To help with this, you can use the Highlight Samples tool to colour datasets of interest. Simply enter some text which will match the samples you want to highlight and press enter (or click the add button). If you like, you can also customise the highlight colour.

toolbox highlight

To make it easier to match groups of samples, you can use a regular expressions by turning on ‘Regex mode’. You can test regexes using a nice tool at regex101.com. See a nice introduction to regexes here. Note that pattern delimiters are not needed (use pattern, not /pattern/).

Here, we highlight any sample names that end in _1:

highligh regex

Note that a new button appears above the General Statistics table when samples are highlighted, allowing you to sort the table according to highlights.

Search patterns can be changed after creation, just click to edit. To remove, click the grey cross on the right hand side.

Searching for an empty string will match all samples.

Renaming Samples

Sample names are typically generated based on processed file names. These file names are not always informative. To help with this, you can do a search and replace within sample names. Here, we remove the SRR1067 and _1 parts of the sample names, which are the same for all samples:

rename samples

Again, regular expressions can be used. See above for details. Note that regex groups can be used - define a group match with parentheses and use the matching value with $1, $2 etc. For example - a search string SRR283(\d{3}) and replace string $1_SRR283 would move the final three digits of matching sample names to the start of the name.

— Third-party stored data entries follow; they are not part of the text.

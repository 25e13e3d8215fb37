use std::collections::HashMap;
use std::sync::Arc;

use maestro_providers::ProviderRegistry;

use crate::callables::CallableRegistry;
use crate::error::{Result, WorkflowError};
use crate::spec::{StageMode, WorkflowDescriptor, WorkflowSpec};

/// Validated workflow catalog.
pub struct WorkflowRegistry {
    specs: HashMap<String, WorkflowSpec>,
    callables: CallableRegistry,
}

impl WorkflowRegistry {
    pub fn new(callables: CallableRegistry) -> Self {
        Self {
            specs: HashMap::new(),
            callables,
        }
    }

    /// Registry preloaded with the built-in workflows, validated against
    /// the agent catalog.
    pub fn builtin(providers: &Arc<ProviderRegistry>) -> Result<Self> {
        let mut registry = Self::new(CallableRegistry::builtin());
        for spec in builtin_workflows() {
            registry.register(spec, providers)?;
        }
        Ok(registry)
    }

    /// Validate and register one spec. Load-time failures are fatal: a
    /// workflow that cannot run must not appear in the catalog.
    pub fn register(
        &mut self,
        spec: WorkflowSpec,
        providers: &Arc<ProviderRegistry>,
    ) -> Result<()> {
        if spec.stages.is_empty() {
            return Err(WorkflowError::Validation(format!(
                "workflow '{}' has no stages",
                spec.key
            )));
        }
        for stage in &spec.stages {
            if stage.steps.is_empty() {
                return Err(WorkflowError::Validation(format!(
                    "stage '{}' of workflow '{}' has no steps",
                    stage.name, spec.key
                )));
            }
            if stage.mode == StageMode::Parallel && stage.steps.len() > 1 && stage.reducer.is_none()
            {
                return Err(WorkflowError::Validation(format!(
                    "parallel stage '{}' of workflow '{}' needs a reducer",
                    stage.name, spec.key
                )));
            }
            if let Some(reducer) = &stage.reducer {
                if self.callables.reducer(reducer).is_none() {
                    return Err(WorkflowError::Validation(format!(
                        "unknown reducer '{reducer}' in workflow '{}'",
                        spec.key
                    )));
                }
            }
            for step in &stage.steps {
                let descriptor =
                    providers
                        .resolve(Some(&step.agent_key))
                        .map_err(|_| WorkflowError::Validation(format!(
                            "workflow '{}' references unknown agent '{}'",
                            spec.key, step.agent_key
                        )))?;
                if !spec.allow_handoff_agents && !descriptor.handoffs.is_empty() {
                    return Err(WorkflowError::Validation(format!(
                        "workflow '{}' disallows handoffs but agent '{}' declares them",
                        spec.key, step.agent_key
                    )));
                }
                if let Some(guard) = &step.guard {
                    if self.callables.guard(guard).is_none() {
                        return Err(WorkflowError::Validation(format!(
                            "unknown guard '{guard}' in workflow '{}'",
                            spec.key
                        )));
                    }
                }
                if let Some(mapper) = &step.input_mapper {
                    if self.callables.mapper(mapper).is_none() {
                        return Err(WorkflowError::Validation(format!(
                            "unknown input mapper '{mapper}' in workflow '{}'",
                            spec.key
                        )));
                    }
                }
                if let Some(schema) = &step.output_schema {
                    if !schema.is_object() {
                        return Err(WorkflowError::Validation(format!(
                            "step '{}' of workflow '{}' has a non-object output schema",
                            step.display_name(),
                            spec.key
                        )));
                    }
                }
            }
        }
        if let Some(schema) = &spec.output_schema {
            if !schema.is_object() {
                return Err(WorkflowError::Validation(format!(
                    "workflow '{}' has a non-object output schema",
                    spec.key
                )));
            }
        }
        self.specs.insert(spec.key.clone(), spec);
        Ok(())
    }

    pub fn get(&self, key: &str) -> Option<&WorkflowSpec> {
        self.specs.get(key)
    }

    pub fn callables(&self) -> &CallableRegistry {
        &self.callables
    }

    pub fn list_descriptors(&self) -> Vec<WorkflowDescriptor> {
        let mut descriptors: Vec<WorkflowDescriptor> =
            self.specs.values().map(WorkflowSpec::descriptor).collect();
        descriptors.sort_by(|a, b| a.key.cmp(&b.key));
        descriptors
    }
}

/// Built-in workflow catalog.
fn builtin_workflows() -> Vec<WorkflowSpec> {
    use crate::spec::{StageSpec, StepSpec};

    vec![
        WorkflowSpec {
            key: "analysis_code".to_string(),
            display_name: "Analysis then code".to_string(),
            description: "Analyze the request, then produce code from the analysis".to_string(),
            default: true,
            allow_handoff_agents: false,
            stages: vec![
                StageSpec {
                    name: "analysis".to_string(),
                    mode: StageMode::Sequential,
                    reducer: None,
                    steps: vec![StepSpec {
                        name: Some("analysis".to_string()),
                        agent_key: "analysis".to_string(),
                        guard: None,
                        input_mapper: None,
                        max_turns: None,
                        output_schema: None,
                    }],
                },
                StageSpec {
                    name: "code".to_string(),
                    mode: StageMode::Sequential,
                    reducer: None,
                    steps: vec![StepSpec {
                        name: Some("code".to_string()),
                        agent_key: "code".to_string(),
                        guard: Some("skip_if_empty".to_string()),
                        input_mapper: Some("passthrough".to_string()),
                        max_turns: None,
                        output_schema: None,
                    }],
                },
            ],
            output_schema: None,
        },
        WorkflowSpec {
            key: "research_panel".to_string(),
            display_name: "Research panel".to_string(),
            description: "Fan the question out to research and analysis, then merge".to_string(),
            default: false,
            allow_handoff_agents: false,
            stages: vec![StageSpec {
                name: "panel".to_string(),
                mode: StageMode::Parallel,
                reducer: Some("join_outputs".to_string()),
                steps: vec![
                    StepSpec {
                        name: Some("research".to_string()),
                        agent_key: "research".to_string(),
                        guard: None,
                        input_mapper: None,
                        max_turns: None,
                        output_schema: None,
                    },
                    StepSpec {
                        name: Some("analysis".to_string()),
                        agent_key: "analysis".to_string(),
                        guard: None,
                        input_mapper: None,
                        max_turns: None,
                        output_schema: None,
                    },
                ],
            }],
            output_schema: None,
        },
    ]
}

#[cfg(test)]
mod tests {
    use super::*;
    use maestro_providers::mock::MockProvider;

    fn providers() -> Arc<ProviderRegistry> {
        Arc::new(ProviderRegistry::new(Arc::new(MockProvider::new()), "triage"))
    }

    fn minimal_spec(key: &str, agent: &str) -> WorkflowSpec {
        use crate::spec::{StageSpec, StepSpec};
        WorkflowSpec {
            key: key.to_string(),
            display_name: key.to_string(),
            description: String::new(),
            default: false,
            allow_handoff_agents: false,
            stages: vec![StageSpec {
                name: "main".to_string(),
                mode: StageMode::Sequential,
                reducer: None,
                steps: vec![StepSpec {
                    name: None,
                    agent_key: agent.to_string(),
                    guard: None,
                    input_mapper: None,
                    max_turns: None,
                    output_schema: None,
                }],
            }],
            output_schema: None,
        }
    }

    #[test]
    fn builtins_load_and_list() {
        let registry = WorkflowRegistry::builtin(&providers()).unwrap();
        let keys: Vec<String> = registry
            .list_descriptors()
            .into_iter()
            .map(|d| d.key)
            .collect();
        assert_eq!(keys, vec!["analysis_code", "research_panel"]);
        assert!(registry.get("analysis_code").unwrap().default);
    }

    #[test]
    fn unknown_agent_fails_validation() {
        let mut registry = WorkflowRegistry::new(CallableRegistry::builtin());
        let err = registry
            .register(minimal_spec("wf", "ghost"), &providers())
            .unwrap_err();
        assert!(matches!(err, WorkflowError::Validation(_)));
    }

    #[test]
    fn handoff_agents_are_rejected_when_disallowed() {
        let mut registry = WorkflowRegistry::new(CallableRegistry::builtin());
        // triage declares handoffs in the builtin agent catalog
        let err = registry
            .register(minimal_spec("wf", "triage"), &providers())
            .unwrap_err();
        assert!(matches!(err, WorkflowError::Validation(_)));

        let mut allowed = minimal_spec("wf2", "triage");
        allowed.allow_handoff_agents = true;
        registry.register(allowed, &providers()).unwrap();
    }

    #[test]
    fn unknown_callables_fail_validation() {
        let mut registry = WorkflowRegistry::new(CallableRegistry::builtin());
        let mut spec = minimal_spec("wf", "analysis");
        spec.stages[0].steps[0].guard = Some("ghost_guard".to_string());
        assert!(registry.register(spec, &providers()).is_err());
    }

    #[test]
    fn parallel_stage_requires_a_reducer() {
        let mut registry = WorkflowRegistry::new(CallableRegistry::builtin());
        let mut spec = minimal_spec("wf", "analysis");
        spec.stages[0].mode = StageMode::Parallel;
        spec.stages[0].steps.push(crate::spec::StepSpec {
            name: None,
            agent_key: "code".to_string(),
            guard: None,
            input_mapper: None,
            max_turns: None,
            output_schema: None,
        });
        assert!(registry.register(spec, &providers()).is_err());
    }
}
use async_trait::async_trait;
use std::time::Duration;

use crate::error::Result;

/// Narrow object-store port consumed by the ledger and attachment paths.
///
/// Keys are full tenant-scoped paths (`payload/{tenant}/…`,
/// `asset/{tenant}/…`); callers own the layout, backends own the bytes.
#[async_trait]
pub trait ObjectStore: Send + Sync {
    /// Backend name for logging.
    fn name(&self) -> &str;

    /// Write an object. Content-hash style keys make repeated puts no-ops.
    async fn put_object(&self, key: &str, bytes: Vec<u8>, mime_type: &str) -> Result<()>;

    async fn get_object_bytes(&self, key: &str) -> Result<Vec<u8>>;

    /// URL a client can GET without credentials until `ttl` expires.
    async fn get_presigned_download(&self, key: &str, ttl: Duration) -> Result<String>;

    async fn delete_object(&self, key: &str) -> Result<()>;
}

/// Object key for a spilled ledger payload.
pub fn ledger_payload_key(tenant_id: &str, conversation_id: &str, event_id: u64) -> String {
    format!("payload/{tenant_id}/{conversation_id}/{event_id}.json.gz")
}

/// Object key for a stored attachment.
pub fn asset_key(tenant_id: &str, asset_id: &str, filename: &str) -> String {
    format!("asset/{tenant_id}/{asset_id}/{filename}")
}
use std::sync::Arc;

use async_trait::async_trait;
use maestro_core::error::ErrorKind;
use serde::{Deserialize, Serialize};
use serde_json::Value;
use thiserror::Error;

/// Pipeline stage a guardrail runs at.
#[derive(Debug, Clone, Copy, PartialEq, Eq, Hash, Serialize, Deserialize)]
#[serde(rename_all = "snake_case")]
pub enum GuardrailStage {
    PreFlight,
    Input,
    Output,
    ToolInput,
    ToolOutput,
}

impl GuardrailStage {
    pub fn as_str(&self) -> &'static str {
        match self {
            GuardrailStage::PreFlight => "pre_flight",
            GuardrailStage::Input => "input",
            GuardrailStage::Output => "output",
            GuardrailStage::ToolInput => "tool_input",
            GuardrailStage::ToolOutput => "tool_output",
        }
    }

    /// Blocking stages stop the run on the first non-suppressed tripwire;
    /// output stages run everything and redact instead.
    pub fn is_blocking(&self) -> bool {
        matches!(
            self,
            GuardrailStage::PreFlight | GuardrailStage::Input | GuardrailStage::ToolInput
        )
    }
}

#[derive(Debug, Clone, Copy, PartialEq, Eq, Serialize, Deserialize)]
#[serde(rename_all = "lowercase")]
pub enum GuardrailEngine {
    Regex,
    Llm,
    Api,
    Hybrid,
}

/// Result of one check invocation.
#[derive(Debug, Clone, Serialize, Deserialize, Default)]
pub struct GuardrailCheckResult {
    pub tripwire_triggered: bool,
    #[serde(skip_serializing_if = "Option::is_none")]
    pub confidence: Option<f64>,
    #[serde(default)]
    pub info: Value,
    #[serde(skip_serializing_if = "Option::is_none")]
    pub token_usage: Option<u64>,
}

impl GuardrailCheckResult {
    /// Matched spans a redaction pass should replace, if the check
    /// reported any.
    pub fn matches(&self) -> Vec<String> {
        self.info
            .get("matches")
            .and_then(Value::as_array)
            .map(|arr| {
                arr.iter()
                    .filter_map(Value::as_str)
                    .map(String::from)
                    .collect()
            })
            .unwrap_or_default()
    }
}

/// A check implementation registered at startup. Specs stay data; the
/// key-to-function table is fixed when the registry is built.
#[async_trait]
pub trait GuardrailCheck: Send + Sync {
    /// Validate a merged config. Failures are fatal at resolve time.
    fn validate_config(&self, config: &Value) -> Result<(), GuardrailError>;

    async fn check(&self, content: &str, config: &Value)
        -> Result<GuardrailCheckResult, GuardrailError>;
}

#[derive(Clone)]
pub struct GuardrailSpec {
    pub key: String,
    pub display_name: String,
    pub description: String,
    pub stage: GuardrailStage,
    pub engine: GuardrailEngine,
    pub default_config: Value,
    pub check: Arc<dyn GuardrailCheck>,
}

#[derive(Debug, Error)]
pub enum GuardrailError {
    #[error("Guardrail '{key}' not found in registry")]
    UnknownGuardrail { key: String },

    #[error("Guardrail preset '{key}' not found")]
    UnknownPreset { key: String },

    #[error("Invalid config for guardrail '{key}': {reason}")]
    InvalidConfig { key: String, reason: String },

    #[error("Guardrail check failed: {0}")]
    CheckFailed(String),
}

impl GuardrailError {
    pub fn kind(&self) -> ErrorKind {
        match self {
            GuardrailError::UnknownGuardrail { .. } | GuardrailError::UnknownPreset { .. } => {
                ErrorKind::Validation
            }
            GuardrailError::InvalidConfig { .. } => ErrorKind::Validation,
            GuardrailError::CheckFailed(_) => ErrorKind::Internal,
        }
    }
}
pub mod chat;
pub mod conversations;
pub mod health;
pub mod ledger;
pub mod sse;
pub mod workflows;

Often, you may have a spreadsheet with filenames and informative sample names. To avoid having to manually enter each name, you can paste from a spreadsheet using the ‘bulk import’ tool:

bulk rename

Hiding Samples

Sometimes, you want to focus on a subset of samples. To temporarily hide samples from the report, enter a search string as described above into the ‘Hide Samples’ toolbox panel.

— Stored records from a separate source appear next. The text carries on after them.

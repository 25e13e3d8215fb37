pub mod error;
pub mod memory;
pub mod port;
pub mod s3;

use std::sync::Arc;

use maestro_core::config::{ObjectStoreConfig, ObjectStoreProvider};

pub use error::{Result, StorageError};
pub use port::ObjectStore;

/// Build the configured object-store backend.
pub fn build(config: &ObjectStoreConfig) -> Result<Arc<dyn ObjectStore>> {
    match config.provider {
        ObjectStoreProvider::Memory => Ok(Arc::new(memory::MemoryObjectStore::new())),
        ObjectStoreProvider::S3 | ObjectStoreProvider::Minio => {
            Ok(Arc::new(s3::S3ObjectStore::from_config(config)?))
        }
    }
}
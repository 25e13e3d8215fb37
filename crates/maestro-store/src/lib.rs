pub mod conversations;
pub mod db;
pub mod error;
pub mod ledger;
pub mod sessions;
pub mod tenants;
pub mod types;
pub mod usage;
pub mod workflows;

pub use db::Store;
pub use error::{Result, StoreError};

Here, we hide all samples with _trimmed in their sample name: (Note that plots will tell you how many samples have been hidden)

hide samples

Export

This panel allows you to download MultiQC plots as images or as raw data. You can configure the size and characteristics of exported plot images: Width and Height set the output size of the images, scale sets how “zoomed-in” they should look (typically you want the plot to be more zoomed for printing). The tick boxes below these settings allow you to download multiple plots in one go.

Plots with multiple tabs will all be exported as files when using the Data tab. For plots with multiple tags, the currently visible plot will be exported.

Note

You can also save static plot images when you run MultiQC. See Exporting Plots for more information.

Save Settings

To avoid having to re-enter the same toolbox setup repeatedly, you can save your settings using the ‘Save Settings’ panel. Just pick a name and click save. To load, choose your set of settings and press load (or delete). Loaded settings are applied on top of current settings. All configs are saved in browser local storage - they do not travel with the report and may not work in older browsers.